What to produce
For the entries below, repeat exactly each line starting with the one that contains "if let Err(err) = self.statement.reset()" and going on through the one that contains "impl PartialEq for", and no others.

[[ Data for analysis open ]]

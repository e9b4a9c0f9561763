//! Recurrence resolution for reminder rules.
//!
//! Pure date math: no I/O, no shared state, deterministic for a given rule
//! and query instant. The host is responsible for polling, persistence, and
//! fanning state changes out to its own event system.

pub mod registry;
pub mod resolve;
pub mod rule;

pub use registry::build_rules;
pub use resolve::{
    Evaluation, ResolveError, evaluate, find_next_date, is_active_at, next_occurrence_on_or_after,
};
pub use rule::ReminderRule;
//! Streaming iteration over query results.
//!
//! [`QueryIterator`] turns statement stepping into forward iteration. It
//! holds a [`SharedPreparedStatement`], a row index, and a lazily
//! materialized [`ResultRow`] for the current position. Rows are produced
//! one step at a time; the full result set is never held in memory.
//!
//! Construction steps once to prime the first row. When the engine reports
//! that no rows remain, the iterator releases its statement and becomes an
//! *end* iterator, equal to every other end iterator.
//!
//! # Example
//!
//! ```
//! use sqlite_cursor::Database;
//!
//! let db = Database::open_in_memory().unwrap();
//! db.execute_batch(
//!     "CREATE TABLE t (n INTEGER);
//!      INSERT INTO t VALUES (1), (2), (3);",
//! )
//! .unwrap();
//!
//! let mut rows = db.exec("SELECT n FROM t ORDER BY n").unwrap();
//! assert_eq!(rows.row_count().unwrap(), 3);
//!
//! let total: i64 = rows
//!     .map(|row| row.unwrap()[0].value.get_integer().unwrap())
//!     .sum();
//! assert_eq!(total, 6);
//! ```

use std::iter::FusedIterator;

use tracing::{debug, trace};

use crate::error::{Error, Result};
use crate::ffi::Step;
use crate::row::ResultRow;
use crate::statement::SharedPreparedStatement;

/// Forward, single-pass cursor over the rows of a statement.
///
/// The explicit protocol is [`current`](Self::current) to read the row under
/// the cursor and [`advance`](Self::advance) to move on. The [`Iterator`]
/// implementation wraps the same protocol and yields owned rows.
///
/// The iterator is not `Clone`: two cursors stepping one statement would
/// read each other's rows.
///
/// ```compile_fail
/// # use sqlite_cursor::{Database, QueryIterator};
/// let db = Database::open_in_memory().unwrap();
/// let rows = db.exec("SELECT 1").unwrap();
/// let copy: QueryIterator<'_> = rows.clone();
/// ```
#[derive(Debug, Default)]
pub struct QueryIterator<'conn> {
    statement: SharedPreparedStatement<'conn>,
    row: Option<usize>,
    current: Option<ResultRow>,
    pending: Option<Error>,
}

impl<'conn> QueryIterator<'conn> {
    /// The end iterator: no statement, no row.
    pub fn end() -> Self {
        Self::default()
    }

    /// Takes ownership of `statement` and steps it once to reach the first
    /// row.
    ///
    /// # Errors
    ///
    /// Returns [`Error::Engine`] if the first step fails.
    pub fn new(statement: impl Into<SharedPreparedStatement<'conn>>) -> Result<Self> {
        let mut iter = Self {
            statement: statement.into(),
            ..Self::default()
        };
        iter.prime()?;
        Ok(iter)
    }

    /// Steps onto the first row, or finishes if there is none.
    fn prime(&mut self) -> Result<()> {
        self.current = None;
        if !self.statement.is_good() {
            return Ok(());
        }
        match self.statement.step() {
            Ok(Step::Row) => {
                self.row = Some(0);
                Ok(())
            }
            Ok(Step::Done) => {
                self.finish();
                Ok(())
            }
            Err(err) => {
                self.finish();
                Err(err)
            }
        }
    }

    fn finish(&mut self) {
        self.row = None;
        self.current = None;
        self.statement.release();
    }

    /// Returns `true` once no rows remain.
    pub fn is_end(&self) -> bool {
        !self.statement.is_good() || self.row.is_none()
    }

    /// Zero-based index of the current row, or `None` at the end.
    pub fn row_index(&self) -> Option<usize> {
        if self.is_end() { None } else { self.row }
    }

    /// The row under the cursor, read from the statement on first access and
    /// cached until the next advance.
    ///
    /// # Errors
    ///
    /// Returns [`Error::InvalidStatement`] at the end, or the column
    /// extraction error if reading the row fails.
    pub fn current(&mut self) -> Result<&ResultRow> {
        if self.is_end() {
            return Err(Error::InvalidStatement);
        }
        if self.current.is_none() {
            self.current = Some(ResultRow::materialize(&self.statement)?);
        }
        self.current.as_ref().ok_or(Error::InvalidStatement)
    }

    /// Moves to the next row. A no-op at the end.
    ///
    /// # Errors
    ///
    /// Returns [`Error::Engine`] if the step fails. The iterator is at the
    /// end afterwards and must not be used to continue the query.
    pub fn advance(&mut self) -> Result<()> {
        let Some(index) = self.row_index() else {
            return Ok(());
        };
        self.current = None;
        match self.statement.step() {
            Ok(Step::Row) => {
                self.row = Some(index + 1);
                Ok(())
            }
            Ok(Step::Done) => {
                debug!(rows = index + 1, "query exhausted");
                self.finish();
                Ok(())
            }
            Err(err) => {
                self.finish();
                Err(err)
            }
        }
    }

    /// Rewinds the statement and steps onto the first row again, re-running
    /// the query from the top. A no-op once the statement has been released.
    pub fn reset(&mut self) -> Result<()> {
        if !self.statement.is_good() {
            return Ok(());
        }
        trace!("rewinding query");
        self.current = None;
        if let Err(err) = self.statement.reset() {
            self.finish();
            return Err(err);
        }
        self.prime()
    }

    /// Counts the rows from the cursor to the end, then [`reset`](Self::reset)s
    /// so the query can be iterated again from its first row.
    ///
    /// The reset also happens when counting fails; the counting error is
    /// reported in preference to a reset error.
    pub fn row_count(&mut self) -> Result<usize> {
        let counted = self.fork().count_remaining();
        let restored = self.reset();
        let count = counted?;
        restored?;
        Ok(count)
    }

    /// A second cursor on the same statement and position. Stepping either
    /// moves both, so only one may be read from afterwards.
    pub(crate) fn fork(&self) -> Self {
        Self {
            statement: self.statement.share(),
            row: self.row,
            current: self.current.clone(),
            pending: None,
        }
    }

    fn count_remaining(mut self) -> Result<usize> {
        let mut count = 0;
        while !self.is_end() {
            count += 1;
            self.advance()?;
        }
        Ok(count)
    }
}

/// Equal when both are at the end, or both sit on the same row of the same
/// statement.
impl PartialEq for QueryIterator<'_> {
    fn eq(&self, other: &Self) -> bool {
        match (self.is_end(), other.is_end()) {
            (true, true) => true,
            (false, false) => {
                self.statement.same_statement(&other.statement) && self.row == other.row
            }
            _ => false,
        }
    }
}

/// Yields the current row, then advances.
///
/// An error from the advance that follows a yielded row is yielded on the
/// next call, after which iteration ends.
impl Iterator for QueryIterator<'_> {
    type Item = Result<ResultRow>;

    fn next(&mut self) -> Option<Self::Item> {
        if let Some(err) = self.pending.take() {
            return Some(Err(err));
        }
        if self.is_end() {
            return None;
        }
        let row = match self.current.take() {
            Some(row) => row,
            None => match ResultRow::materialize(&self.statement) {
                Ok(row) => row,
                Err(err) => {
                    self.finish();
                    return Some(Err(err));
                }
            },
        };
        if let Err(err) = self.advance() {
            self.pending = Some(err);
        }
        Some(Ok(row))
    }
}

impl FusedIterator for QueryIterator<'_> {}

[[ Data for analysis closed ]]

Problem solution
        if let Err(err) = self.statement.reset() {
            self.finish();
            return Err(err);
        }
        self.prime()
    }

    /// Counts the rows from the cursor to the end, then [`reset`](Self::reset)s
    /// so the query can be iterated again from its first row.
    ///
    /// The reset also happens when counting fails; the counting error is
    /// reported in preference to a reset error.
    pub fn row_count(&mut self) -> Result<usize> {
        let counted = self.fork().count_remaining();
        let restored = self.reset();
        let count = counted?;
        restored?;
        Ok(count)
    }

    /// A second cursor on the same statement and position. Stepping either
    /// moves both, so only one may be read from afterwards.
    pub(crate) fn fork(&self) -> Self {
        Self {
            statement: self.statement.share(),
            row: self.row,
            current: self.current.clone(),
            pending: None,
        }
    }

    fn count_remaining(mut self) -> Result<usize> {
        let mut count = 0;
        while !self.is_end() {
            count += 1;
            self.advance()?;
        }
        Ok(count)
    }
}

/// Equal when both are at the end, or both sit on the same row of the same
/// statement.
impl PartialEq for QueryIterator<'_> {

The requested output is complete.